▸ **Input data**
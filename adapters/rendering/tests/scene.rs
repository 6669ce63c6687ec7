use std::time::Duration;

use glam::DVec2;
use isoroom_core::{AgentId, Cell, CellRect, Command, FurnitureKind};
use isoroom_rendering::{FurniturePreview, HoverMarker, IsoProjection, Scene, SceneOverlay};
use isoroom_world::{self as world, World};

fn projection() -> IsoProjection {
    IsoProjection::new(DVec2::new(64.0, 32.0), 1.0, DVec2::new(1280.0, 720.0))
        .expect("valid projection")
}

fn furnished_world() -> World {
    let mut world = World::default();
    let mut events = Vec::new();
    for command in [
        Command::CreateRoom {
            name: "Gallery".to_owned(),
            width: 6,
            height: 5,
        },
        Command::PlaceFurniture {
            kind: FurnitureKind::Table,
            origin: Cell::new(3, 2),
        },
        Command::PlaceFurniture {
            kind: FurnitureKind::Plant,
            origin: Cell::new(0, 0),
        },
        Command::SpawnAgent {
            name: "Player1".to_owned(),
            cell: Cell::new(1, 3),
        },
        Command::SpawnAgent {
            name: "Player2".to_owned(),
            cell: Cell::new(5, 4),
        },
    ] {
        world::apply(&mut world, command, &mut events);
    }
    world
}

#[test]
fn screen_round_trip_is_exact_for_any_room() {
    let rooms = [(4, 4), (20, 15), (50, 7), (13, 50)];
    let zooms = [0.5, 1.0, 1.75];
    for (width, height) in rooms {
        for zoom in zooms {
            let projection = IsoProjection::new(DVec2::new(64.0, 32.0), zoom, DVec2::new(1024.0, 768.0))
                .expect("valid projection")
                .with_room_size(width, height);
            for step in 0..40 {
                let world = DVec2::new(
                    f64::from(step) * 0.37 - 2.0,
                    f64::from(step % 7) * 1.9 - 1.0,
                );
                let restored = projection.screen_to_world(projection.world_to_screen(world));
                assert!(
                    (restored - world).length() < 1e-6,
                    "round trip drifted for {world:?} in {width}x{height} at zoom {zoom}"
                );
            }
        }
    }
}

#[test]
fn canvas_resize_keeps_the_room_centred() {
    let projection = projection()
        .with_room_size(8, 8)
        .with_canvas_size(DVec2::new(800.0, 600.0));
    let centre = projection.world_to_screen(DVec2::new(4.0, 4.0));
    assert!((centre - DVec2::new(400.0, 300.0)).length() < 1e-9);
    assert_eq!(projection.screen_to_cell(centre), Cell::new(4, 4));
}

#[test]
fn capture_without_room_is_empty() {
    let world = World::default();
    let scene = Scene::capture(&world, projection(), &SceneOverlay::default());
    assert!(scene.floor.is_empty());
    assert!(scene.agents.is_empty());
    assert!(scene.doorway.is_none());
}

#[test]
fn capture_describes_room_furniture_and_agents() {
    let world = furnished_world();
    let scene = Scene::capture(&world, projection(), &SceneOverlay::default());

    assert_eq!(scene.floor.len(), 30);
    assert_eq!(scene.floor.iter().filter(|tile| tile.spawn).count(), 1);
    assert_eq!(scene.walls.len(), 6 + 5 - 1);
    assert_eq!(
        scene.doorway.map(|sprite| sprite.doorway.cell),
        Some(Cell::new(3, -1))
    );

    let kinds: Vec<_> = scene.furniture.iter().map(|sprite| sprite.kind).collect();
    assert_eq!(
        kinds,
        vec![FurnitureKind::Plant, FurnitureKind::Table],
        "furniture is ordered back to front"
    );

    let names: Vec<_> = scene.agents.iter().map(|sprite| sprite.name.as_str()).collect();
    assert_eq!(names, vec!["Player1", "Player2"]);
    assert!(scene.agents.iter().all(|sprite| sprite.walk_frame == 0));
    assert_eq!(
        scene.agents[0].anchor,
        scene.projection.cell_to_screen(Cell::new(1, 3))
    );
}

#[test]
fn overlay_is_projected_into_the_scene() {
    let mut world = furnished_world();
    let mut events = Vec::new();
    world::apply(
        &mut world,
        Command::AssignPath {
            agent: AgentId::new(0),
            target: Cell::new(2, 4),
            path: vec![Cell::new(2, 4)],
        },
        &mut events,
    );
    world::apply(
        &mut world,
        Command::Tick {
            dt: Duration::from_millis(200),
        },
        &mut events,
    );

    let preview_region = CellRect::from_origin_and_size(Cell::new(4, 0), FurnitureKind::ClubSofa.footprint());
    let overlay = SceneOverlay {
        hover: Some(HoverMarker {
            cell: Cell::new(4, 0),
            valid: true,
        }),
        furniture_preview: Some(FurniturePreview {
            kind: FurnitureKind::ClubSofa,
            region: preview_region,
            placeable: false,
        }),
        path_preview: vec![Cell::new(2, 2), Cell::new(3, 1)],
        highlighted_agent: Some(AgentId::new(0)),
        ..SceneOverlay::default()
    };

    let scene = Scene::capture(&world, projection(), &overlay);

    let walker = scene
        .agents
        .iter()
        .find(|sprite| sprite.id == AgentId::new(0))
        .expect("walker is drawn");
    assert!(walker.highlighted);
    assert_eq!(walker.walk_frame, 2);
    assert_eq!(
        walker.target_anchor,
        Some(scene.projection.cell_to_screen(Cell::new(2, 4)))
    );
    assert!(scene.furniture_preview.is_some_and(|sprite| sprite.blocked));
    assert_eq!(scene.path_preview.len(), 2);
    assert_eq!(
        scene.hover.map(|(marker, _)| marker.cell),
        Some(Cell::new(4, 0))
    );
}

▸ **Task to complete**
Repeat exactly the lines of the listing from its first line through the line that holds "let zooms = [0.5, 1.0, 1.75];". Nothing else should appear.

▸ **Result of the task**
filename adapters/rendering/tests/scene.rs
repository 6669ce63c6687ec7
use std::time::Duration;

use glam::DVec2;
use isoroom_core::{AgentId, Cell, CellRect, Command, FurnitureKind};
use isoroom_rendering::{FurniturePreview, HoverMarker, IsoProjection, Scene, SceneOverlay};
use isoroom_world::{self as world, World};

fn projection() -> IsoProjection {
    IsoProjection::new(DVec2::new(64.0, 32.0), 1.0, DVec2::new(1280.0, 720.0))
        .expect("valid projection")
}

fn furnished_world() -> World {
    let mut world = World::default();
    let mut events = Vec::new();
    for command in [
        Command::CreateRoom {
            name: "Gallery".to_owned(),
            width: 6,
            height: 5,
        },
        Command::PlaceFurniture {
            kind: FurnitureKind::Table,
            origin: Cell::new(3, 2),
        },
        Command::PlaceFurniture {
            kind: FurnitureKind::Plant,
            origin: Cell::new(0, 0),
        },
        Command::SpawnAgent {
            name: "Player1".to_owned(),
            cell: Cell::new(1, 3),
        },
        Command::SpawnAgent {
            name: "Player2".to_owned(),
            cell: Cell::new(5, 4),
        },
    ] {
        world::apply(&mut world, command, &mut events);
    }
    world
}

#[test]
fn screen_round_trip_is_exact_for_any_room() {
    let rooms = [(4, 4), (20, 15), (50, 7), (13, 50)];
    let zooms = [0.5, 1.0, 1.75];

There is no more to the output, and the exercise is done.